Here are some posts on back bending you might find useful






NB: These are practice notes that will be tidied up and put into the new edition of my Vinyasa Yoga Practice Book along with the current sequences and subroutines. The book can be freely downloadedHERE. There is a page on Facebook HERE with all the latest sheets and updates. This book is in no way a substitute for Ramaswami's Complete Book of Vinyasa Yoga.

2 comments:

Kali Om said...

There are so many things you do in Vinyasa Krama that are similar to Dharma Yoga - at least if the pictures are any indication (the standing marichyasana forward bend is one I've only come across so far in Dharma Yoga; the Stork Pose - which is called Kuramasna Asana in your pic), which he also uses as a Kurmasana prep .

When I first started teaching Dharma Yoga in Chicago, I showed the students the Stork Pose. The next day a student came in and said she looked it up and it wasn't in Light on Yoga. She seemed upset, or like it didn't really exist.

Dharma's goal with the poster was to have all of the poses in one place; not just the poses from Light on Yoga, but from all of the books and even the scriptures - where the poses were described, but no photos were available. Also it was to be a gift to his guru.

(BTW You can find a smaller, affordable framed version of his 908 poster at Yoga Lifestyle - which is owned by one of his disciples).

Anyway I love how all of these *other* poses and routines are now become more accessible to everyone, thanks to his poster, the work of your teacher and, of course, your blog and book.

And I love how they overlap.

Thank you.

Grimmly said...

Hi CK, Thanks for this, nice comment. Must admit I often tend to check Light on Yoga for a pose too and see how Iyengar describes it, always surprised when somethings not in there and yet I'm pretty sure I've come up with a couple of postures of my own that have seemed logical developments or preparatory for something else. Maju says Jois made up some of his own, somebody else said the same of Krishnamacharya.....
Ramaswami writes that Krishnamacharya thought doing an asana without it's vinyasas (variations) was pointless or perhaps missing the point. Vinyasa Krama is built around eighty or so classic postures, Dharma Mitra's book seems similar if we assume ten or so variations to each we have 800, thats a lot of postures. Feels a little like Euclid, from a couple of premiss the whole edifice is assumed.
Love that cross over too.
Dharma trying to fit every asana he could find into his book reminds me of the story of Krishnamacharya having his students look for statues in asana whenever they would visit old temples.

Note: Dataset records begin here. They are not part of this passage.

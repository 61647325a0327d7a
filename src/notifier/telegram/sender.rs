// notifier/telegram/sender.rs

use crate::classifier::tier;
use crate::model::{CapabilityFlags, NotifyError, OfferTier};
use crate::notifier::telegram::TelegramNotifier;
use crate::pricing::PriceEntry;
use std::time::Duration;
use tokio::time::timeout;
use tracing::{info, warn};

/// Sends a simple text message via Telegram.
pub async fn send_text(notifier: &TelegramNotifier, text: &str) -> Result<(), reqwest::Error> {
    let url = format!("https://api.telegram.org/bot{}/sendMessage", notifier.bot_token);
    let params = [
        ("chat_id", notifier.chat_id.to_string()),
        ("text", text.to_string()),
    ];
    let response = notifier.client.post(&url).form(&params).send().await?;
    let status = response.status();
    let body = response.text().await.unwrap_or_else(|_| "unknown".into());
    if !status.is_success() {
        warn!("❌ Telegram text error [{}]: {}", status, body);
    } else {
        info!("✅ Telegram text sent [{}]", status);
    }
    Ok(())
}

/// Sends the classified offer, joined with its price entry, for display.
pub async fn send_offer(
    notifier: &TelegramNotifier,
    offer: &OfferTier,
    source: Option<&str>,
) -> Result<(), NotifyError> {
    let entry = notifier
        .prices
        .lookup(offer.name)
        .map_err(|e| NotifyError::ApiError(e.to_string()))?;
    let message = render_offer(offer, entry, source);
    info!("📤 Sending Telegram message:\n{}", message);

    let url = format!("https://api.telegram.org/bot{}/sendMessage", notifier.bot_token);
    let response = match timeout(
        Duration::from_secs(10),
        notifier
            .client
            .post(&url)
            .form(&[("chat_id", notifier.chat_id.to_string()), ("text", message.clone())])
            .send(),
    )
    .await
    {
        Ok(Ok(resp)) => resp,
        Ok(Err(e)) => {
            warn!("❌ Telegram send() failed: {:?}", e);
            return Err(NotifyError::ApiError(format!("Send failed: {}", e)));
        }
        Err(_) => {
            warn!("⏳ Telegram send() timed out");
            return Err(NotifyError::Unreachable);
        }
    };
    let status = response.status();
    let body = response.text().await.unwrap_or_else(|_| "unknown".into());
    if !status.is_success() {
        warn!("❌ Telegram API responded [{}]: {}", status, body);
        return Err(NotifyError::Unreachable);
    }
    info!("✅ Telegram response [{}]", status);
    Ok(())
}

/// Renders the offer message. Laptops get the short refusal form.
pub fn render_offer(offer: &OfferTier, entry: &PriceEntry, source: Option<&str>) -> String {
    let mut msg = String::new();

    if offer.is_laptop {
        msg.push_str("⛔ Laptop detected\n");
        msg.push_str("❌ We do not overclock laptops (insufficient cooling headroom).\n");
        if let Some(note) = &entry.payment_note {
            msg.push_str(&format!("📝 {}\n", note));
        }
        return msg;
    }

    msg.push_str(&format!("🎯 Recommended service: {}\n", offer.name));
    if let Some(url) = source {
        msg.push_str(&format!("🔗 {}\n", url));
    }
    msg.push_str(&format!("🔧 {}\n", render_capabilities(&offer.capabilities)));
    msg.push_str(&render_price(entry));

    if offer.name == tier::WINDOWS_OPTIMIZATION {
        msg.push_str("📝 Hardware not eligible for overclocking; we still tune Windows.\n");
    }
    msg
}

fn render_capabilities(caps: &CapabilityFlags) -> String {
    let mark = |on: bool| if on { "✅" } else { "—" };
    format!("CPU {} | RAM {} | GPU {}", mark(caps.cpu), mark(caps.ram), mark(caps.gpu))
}

fn render_price(entry: &PriceEntry) -> String {
    let mut out = String::new();
    match entry.current_price {
        Some(price) => {
            let mut line = format!("💰 Price: {:.0} €", price);
            if let Some(former) = entry.former_price {
                line.push_str(&format!(" (was {:.0} €", former));
                if let Some(discount) = &entry.discount {
                    line.push_str(&format!(", {}", discount));
                }
                line.push(')');
            }
            out.push_str(&line);
            out.push('\n');
            if let Some(note) = &entry.payment_note {
                out.push_str(&format!("💳 {}\n", note));
            }
            if let Some(expiry) = entry.promo_expiry {
                out.push_str(&format!("⏳ Promo until {}\n", expiry));
            }
        }
        None => {
            let note = entry.payment_note.as_deref().unwrap_or("custom quote");
            out.push_str(&format!("💰 Price: {}\n", note));
        }
    }
    out
}

#[cfg(test)]
mod tests {
    use super::*;
    use crate::pricing::PriceTable;

    #[test]
    fn promo_price_renders_former_price_and_expiry() {
        let table = PriceTable::builtin();
        let offer = OfferTier {
            name: tier::COMPLETE_DDR5,
            capabilities: CapabilityFlags::ALL,
            is_laptop: false,
        };
        let text = render_offer(&offer, table.lookup(offer.name).unwrap(), None);
        assert!(text.contains("Complete DDR5"));
        assert!(text.contains("195 €"));
        assert!(text.contains("was 240 €"));
        assert!(text.contains("Promo until 2026-09-30"));
    }

    #[test]
    fn laptop_message_has_no_price_line() {
        let table = PriceTable::builtin();
        let offer = OfferTier {
            name: tier::LAPTOP,
            capabilities: CapabilityFlags::NONE,
            is_laptop: true,
        };
        let text = render_offer(&offer, table.lookup(offer.name).unwrap(), None);
        assert!(text.contains("Laptop detected"));
        assert!(!text.contains("Recommended service"));
    }

    #[test]
    fn fallback_renders_custom_quote() {
        let table = PriceTable::builtin();
        let offer = OfferTier {
            name: tier::WINDOWS_OPTIMIZATION,
            capabilities: CapabilityFlags::NONE,
            is_laptop: false,
        };
        let text = render_offer(&offer, table.lookup(offer.name).unwrap(), None);
        assert!(text.contains("custom quote"));
    }
}
mod classifier;
mod config;
mod extractor;
mod health;
mod model;
mod notifier;
mod parser;
mod pricing;
mod report;

use classifier::TierEngine;
use config::{AppConfig, load_config};
use notifier::TelegramNotifier;
use pricing::PriceTable;
use report::{ReportFetcher, ReqwestFetcher};
use std::sync::Arc;
use tracing::{error, info, warn};
use tracing_subscriber;

#[tokio::main]
async fn main() {
    // Initialize logging
    tracing_subscriber::fmt::init();

    // Set panic hook to log details about any panic
    std::panic::set_hook(Box::new(|panic_info| {
        eprintln!("😱 Panic occurred: {:?}", panic_info);
    }));

    // Load configuration from file
    let config: Arc<AppConfig> = match load_config("config.json") {
        Ok(cfg) => Arc::new(cfg),
        Err(e) => {
            error!("Config load error: {}", e);
            return;
        }
    };

    // Price table: promotional override from config, or the built-in sheet.
    // A table that cannot price every tier is refused at startup.
    let prices = match &config.price_table {
        Some(table) => Arc::new(table.clone()),
        None => Arc::new(PriceTable::builtin()),
    };
    if let Err(e) = prices.validate() {
        error!("Price table error: {}", e);
        return;
    }

    let engine = Arc::new(TierEngine::new());
    let fetcher: Arc<dyn ReportFetcher> =
        Arc::new(ReqwestFetcher::new(config.fetch_timeout_seconds));

    let notifier = Arc::new(TelegramNotifier::new(
        config.clone(),
        engine,
        prices,
        fetcher,
    ));

    if let Err(e) = notifier.set_my_commands().await {
        warn!("Failed to register bot commands: {:?}", e);
    }

    health::spawn_health_server(config.health_port);
    if let Some(url) = config.keepalive_url.clone() {
        health::spawn_keepalive(url, config.keepalive_interval_seconds);
    }

    info!("Sending startup message...");
    if let Err(e) = notifier.notify_text("🚀 DiagAdvisor started!").await {
        warn!("Startup notification failed: {:?}", e);
    }

    // The listener is the main work: everything else is spawned.
    TelegramNotifier::spawn_listener(notifier.clone());

    match tokio::signal::ctrl_c().await {
        Ok(()) => info!("Shutdown signal received, exiting."),
        Err(e) => error!("Failed to listen for shutdown signal: {}", e),
    }
}
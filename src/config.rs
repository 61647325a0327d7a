use crate::pricing::PriceTable;
use serde::Deserialize;
use std::fs;

#[derive(Debug, Deserialize)]
pub struct AppConfig {
    pub telegram_bot_token: String,
    pub telegram_chat_id: i64,
    #[serde(default = "default_fetch_timeout")]
    pub fetch_timeout_seconds: u64,
    #[serde(default = "default_health_port")]
    pub health_port: u16,
    /// Public URL to self-ping so a free-tier host does not idle us out.
    #[serde(default)]
    pub keepalive_url: Option<String>,
    #[serde(default = "default_keepalive_interval")]
    pub keepalive_interval_seconds: u64,
    /// Promotional override for the built-in price table.
    #[serde(default)]
    pub price_table: Option<PriceTable>,
}

fn default_fetch_timeout() -> u64 {
    30
}

fn default_health_port() -> u16 {
    8080
}

fn default_keepalive_interval() -> u64 {
    300
}

pub fn load_config(path: &str) -> Result<AppConfig, Box<dyn std::error::Error>> {
    let content = fs::read_to_string(path)?;
    let config: AppConfig = serde_json::from_str(&content)?;
    Ok(config)
}
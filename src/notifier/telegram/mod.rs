pub mod command_handler;
pub mod listener;
pub mod report_handler;
pub mod sender;

use crate::classifier::TierEngine;
use crate::config::AppConfig;
use crate::model::{NotifyError, OfferTier};
use crate::parser::UserdiagParser;
use crate::pricing::PriceTable;
use crate::report::ReportFetcher;
use reqwest::Client;
use std::sync::Arc;
use std::sync::atomic::AtomicI64;
use std::time::Instant;

pub struct TelegramNotifier {
    pub bot_token: String,
    pub chat_id: i64,
    pub client: Client,
    pub offset: Arc<AtomicI64>,
    pub config: Arc<AppConfig>,
    pub engine: Arc<TierEngine>,
    pub prices: Arc<PriceTable>,
    pub fetcher: Arc<dyn ReportFetcher>,
    pub parser: UserdiagParser,
    pub start_time: Instant,
}

impl TelegramNotifier {
    pub fn new(
        config: Arc<AppConfig>,
        engine: Arc<TierEngine>,
        prices: Arc<PriceTable>,
        fetcher: Arc<dyn ReportFetcher>,
    ) -> Self {
        let client = Client::builder()
            .timeout(std::time::Duration::from_secs(10))
            .build()
            .expect("❗ Failed to create HTTP client");
        Self {
            bot_token: config.telegram_bot_token.clone(),
            chat_id: config.telegram_chat_id,
            client,
            offset: Arc::new(AtomicI64::new(0)),
            config,
            engine,
            prices,
            fetcher,
            parser: UserdiagParser::new(),
            start_time: Instant::now(),
        }
    }

    pub async fn notify_text(&self, text: &str) -> Result<(), reqwest::Error> {
        sender::send_text(self, text).await
    }

    pub async fn notify_offer(
        &self,
        offer: &OfferTier,
        source: Option<&str>,
    ) -> Result<(), NotifyError> {
        sender::send_offer(self, offer, source).await
    }

    pub async fn set_my_commands(&self) -> Result<(), reqwest::Error> {
        let url = format!("https://api.telegram.org/bot{}/setMyCommands", self.bot_token);
        let commands = serde_json::json!({
            "commands": [
                { "command": "ping", "description": "Check connection" },
                { "command": "status", "description": "Show advisor status" },
                { "command": "help", "description": "Command list" },
                { "command": "prices", "description": "Current offer sheet" },
                { "command": "uptime", "description": "Service uptime" }
            ]
        });
        self.client.post(&url).json(&commands).send().await?;
        Ok(())
    }

    pub fn spawn_listener(notifier: Arc<TelegramNotifier>) {
        tokio::spawn(async move {
            tracing::info!("▶️ Starting Telegram listener...");
            listener::listen_for_updates(notifier).await;
            tracing::info!("🛑 Telegram listener ended.");
        });
    }
}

Ramaswami talks about how the beauty of asana is that those old yogis found ways to access the whole body inside and out (or rather at different layers of in, iIguess), I think of it as that the subtle differences in asana allow you to reach every cell, massaging and improving blood circulation throughout.That added with the kriyas, the pranayama, the pratyahra the meditation allowing you to reach every neuron. Ok, perhaps not every neural pathway and cell perhaps but it's a start and seems all to the good, those Old yogis... and the new ones too, on to something.

And if that thought doesn't get me on the mat in the next few minutes I'm not sure what will.

Must try to make Dharma's workshop if he comes this way again.And really must get his poster although I have it as my screen saver on my iPad.